Agreement in sleep estimation across modalities

To determine how well sleep measures agreed across the different modalities, we ran pairwise correlation analyses for each modality’s sleep estimates and the averaged estimates of the remaining two. There was good agreement across the three methods of sleep assessment (Fig. 2) with correlations highest for wearable and EMA modalities (Spearman’s rho = 0.89–0.92, p’s < 0.001), and slightly lower for Tappigraphy (Spearman’s rho = 0.82–0.83, p < 0.001). Scatter plots in Fig. 2 show that on most of the nights, observed bed and wake time estimates were concentrated around the line of identity (i.e., showing highly similar estimates between modalities).

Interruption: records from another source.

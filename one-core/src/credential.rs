//! OAuth credential record for a user's Google account.

use chrono::{DateTime, Duration, Utc};
use serde::{Deserialize, Serialize};

/// Refresh this long before the provider-reported expiry.
const EXPIRY_SKEW_SECS: i64 = 300;

/// Access/refresh token pair stored per user.
#[derive(Debug, Clone, PartialEq, Serialize, Deserialize)]
pub struct Credential {
    pub user_id: String,
    #[serde(skip_serializing)]
    pub access_token: String,
    #[serde(skip_serializing)]
    pub refresh_token: Option<String>,
    pub expires_at: Option<DateTime<Utc>>,
    pub updated_at: DateTime<Utc>,
}

/// Tokens issued by the provider on a refresh.
#[derive(Debug, Clone, PartialEq)]
pub struct TokenGrant {
    pub access_token: String,
    /// Google usually omits this; only present when the provider rotates it.
    pub refresh_token: Option<String>,
    pub expires_in: Option<i64>,
}

/// Partial update applied to a stored credential.
#[derive(Debug, Clone, PartialEq)]
pub struct TokenRotation {
    pub access_token: String,
    pub refresh_token: Option<String>,
    pub expires_at: Option<DateTime<Utc>>,
}

impl TokenRotation {
    pub fn from_grant(grant: TokenGrant, now: DateTime<Utc>) -> Self {
        TokenRotation {
            access_token: grant.access_token,
            refresh_token: grant.refresh_token.filter(|t| !t.is_empty()),
            expires_at: grant
                .expires_in
                .filter(|secs| *secs > 0)
                .map(|secs| now + Duration::seconds(secs)),
        }
    }
}

impl Credential {
    /// The refresh token, if one is present and non-empty.
    pub fn refresh_token(&self) -> Option<&str> {
        self.refresh_token.as_deref().filter(|t| !t.is_empty())
    }

    /// True when the access token is expired or about to expire.
    /// An unknown expiry is treated as valid; a 401 will trigger the refresh instead.
    pub fn needs_refresh(&self, now: DateTime<Utc>) -> bool {
        self.expires_at
            .map(|exp| exp - Duration::seconds(EXPIRY_SKEW_SECS) <= now)
            .unwrap_or(false)
    }

    /// Apply a rotation in memory. The refresh token is only replaced when a new one was issued.
    pub fn rotated(&self, rotation: &TokenRotation, now: DateTime<Utc>) -> Credential {
        Credential {
            user_id: self.user_id.clone(),
            access_token: rotation.access_token.clone(),
            refresh_token: rotation
                .refresh_token
                .clone()
                .or_else(|| self.refresh_token.clone()),
            expires_at: rotation.expires_at,
            updated_at: now,
        }
    }
}

#[cfg(test)]
mod tests {
    use super::*;
    use chrono::TimeZone;

    fn credential(expires_at: Option<DateTime<Utc>>) -> Credential {
        Credential {
            user_id: "u1".into(),
            access_token: "old-access".into(),
            refresh_token: Some("refresh-1".into()),
            expires_at,
            updated_at: Utc.with_ymd_and_hms(2025, 1, 1, 0, 0, 0).unwrap(),
        }
    }

    #[test]
    fn test_rotation_keeps_refresh_token_when_not_reissued() {
        let now = Utc.with_ymd_and_hms(2025, 6, 1, 12, 0, 0).unwrap();
        let rotation = TokenRotation::from_grant(
            TokenGrant {
                access_token: "new-access".into(),
                refresh_token: None,
                expires_in: Some(3600),
            },
            now,
        );

        let rotated = credential(None).rotated(&rotation, now);

        assert_eq!(rotated.access_token, "new-access");
        assert_eq!(rotated.refresh_token.as_deref(), Some("refresh-1"));
        assert_eq!(rotated.expires_at, Some(now + Duration::hours(1)));
        assert_eq!(rotated.updated_at, now);
    }

    #[test]
    fn test_rotation_replaces_refresh_token_when_reissued() {
        let now = Utc::now();
        let rotation = TokenRotation::from_grant(
            TokenGrant {
                access_token: "new-access".into(),
                refresh_token: Some("refresh-2".into()),
                expires_in: None,
            },
            now,
        );

        let rotated = credential(None).rotated(&rotation, now);
        assert_eq!(rotated.refresh_token.as_deref(), Some("refresh-2"));
        assert_eq!(rotated.expires_at, None);
    }

    #[test]
    fn test_empty_reissued_refresh_token_is_ignored() {
        let rotation = TokenRotation::from_grant(
            TokenGrant {
                access_token: "a".into(),
                refresh_token: Some(String::new()),
                expires_in: Some(0),
            },
            Utc::now(),
        );
        assert_eq!(rotation.refresh_token, None);
        assert_eq!(rotation.expires_at, None);
    }

    #[test]
    fn test_needs_refresh_uses_skew() {
        let now = Utc.with_ymd_and_hms(2025, 6, 1, 12, 0, 0).unwrap();

        assert!(credential(Some(now - Duration::minutes(1))).needs_refresh(now));
        assert!(credential(Some(now + Duration::minutes(2))).needs_refresh(now));
        assert!(!credential(Some(now + Duration::minutes(30))).needs_refresh(now));
        assert!(!credential(None).needs_refresh(now));
    }
}
use async_trait::async_trait;
use chrono::Utc;
use rusqlite::{Connection, OptionalExtension, Row, params};

use super::{CredentialStore, Database, format_timestamp, parse_timestamp, parse_timestamp_opt};
use crate::credential::{Credential, TokenRotation};
use crate::error::{OneError, OneResult};

const SELECT_CREDENTIAL: &str =
    "SELECT user_id, access_token, refresh_token, expires_at, updated_at FROM credentials WHERE user_id = ?1";

#[derive(Clone)]
pub struct SqliteCredentialStore {
    db: Database,
}

impl SqliteCredentialStore {
    pub fn new(db: Database) -> Self {
        SqliteCredentialStore { db }
    }
}

fn row_to_credential(row: &Row) -> rusqlite::Result<Credential> {
    let expires_at: Option<String> = row.get(3)?;
    let updated_at: String = row.get(4)?;

    Ok(Credential {
        user_id: row.get(0)?,
        access_token: row.get(1)?,
        refresh_token: row.get(2)?,
        expires_at: parse_timestamp_opt(3, expires_at)?,
        updated_at: parse_timestamp(4, &updated_at)?,
    })
}

fn load(conn: &Connection, user_id: &str) -> OneResult<Credential> {
    conn.query_row(SELECT_CREDENTIAL, [user_id], row_to_credential)
        .optional()?
        .ok_or(OneError::AccountNotConnected)
}

#[async_trait]
impl CredentialStore for SqliteCredentialStore {
    async fn get(&self, user_id: &str) -> OneResult<Credential> {
        let user_id = user_id.to_string();
        self.db.run(move |conn| load(conn, &user_id)).await
    }

    async fn rotate(&self, user_id: &str, rotation: &TokenRotation) -> OneResult<Credential> {
        let user_id = user_id.to_string();
        let rotation = rotation.clone();

        self.db
            .run(move |conn| {
                let tx = conn.transaction()?;
                let updated = tx.execute(
                    "UPDATE credentials
                     SET access_token = ?1,
                         refresh_token = COALESCE(?2, refresh_token),
                         expires_at = ?3,
                         updated_at = ?4
                     WHERE user_id = ?5",
                    params![
                        rotation.access_token,
                        rotation.refresh_token.as_deref().filter(|t| !t.is_empty()),
                        rotation.expires_at.as_ref().map(format_timestamp),
                        format_timestamp(&Utc::now()),
                        user_id,
                    ],
                )?;
                if updated == 0 {
                    return Err(OneError::AccountNotConnected);
                }
                let credential = load(&tx, &user_id)?;
                tx.commit()?;
                Ok(credential)
            })
            .await
    }

    async fn link(&self, credential: &Credential) -> OneResult<Credential> {
        let credential = credential.clone();

        self.db
            .run(move |conn| {
                let now = format_timestamp(&Utc::now());
                // Google only issues a refresh token on first consent, so a
                // relink without one keeps the stored token
                conn.execute(
                    "INSERT INTO credentials (user_id, access_token, refresh_token, expires_at, created_at, updated_at)
                     VALUES (?1, ?2, ?3, ?4, ?5, ?5)
                     ON CONFLICT(user_id) DO UPDATE SET
                         access_token = excluded.access_token,
                         refresh_token = COALESCE(excluded.refresh_token, credentials.refresh_token),
                         expires_at = excluded.expires_at,
                         updated_at = excluded.updated_at",
                    params![
                        credential.user_id,
                        credential.access_token,
                        credential.refresh_token(),
                        credential.expires_at.as_ref().map(format_timestamp),
                        now,
                    ],
                )?;
                load(conn, &credential.user_id)
            })
            .await
    }

    async fn unlink(&self, user_id: &str) -> OneResult<bool> {
        let user_id = user_id.to_string();
        self.db
            .run(move |conn| {
                let deleted = conn.execute("DELETE FROM credentials WHERE user_id = ?1", [user_id])?;
                Ok(deleted > 0)
            })
            .await
    }
}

Fig. 2: Agreement of sleep estimates between modalities.
figure 2

Density scatters plot of the bed (left panel) and wake time (right panel) estimates from each modality (x-axis) against estimates obtained from the average of the other two modalities (y-axis). Correlation coefficients are stated for each of the subplots (nights with all three modalities, n = 7581). The dashed line indicates the identity line where there is complete agreement between modalities.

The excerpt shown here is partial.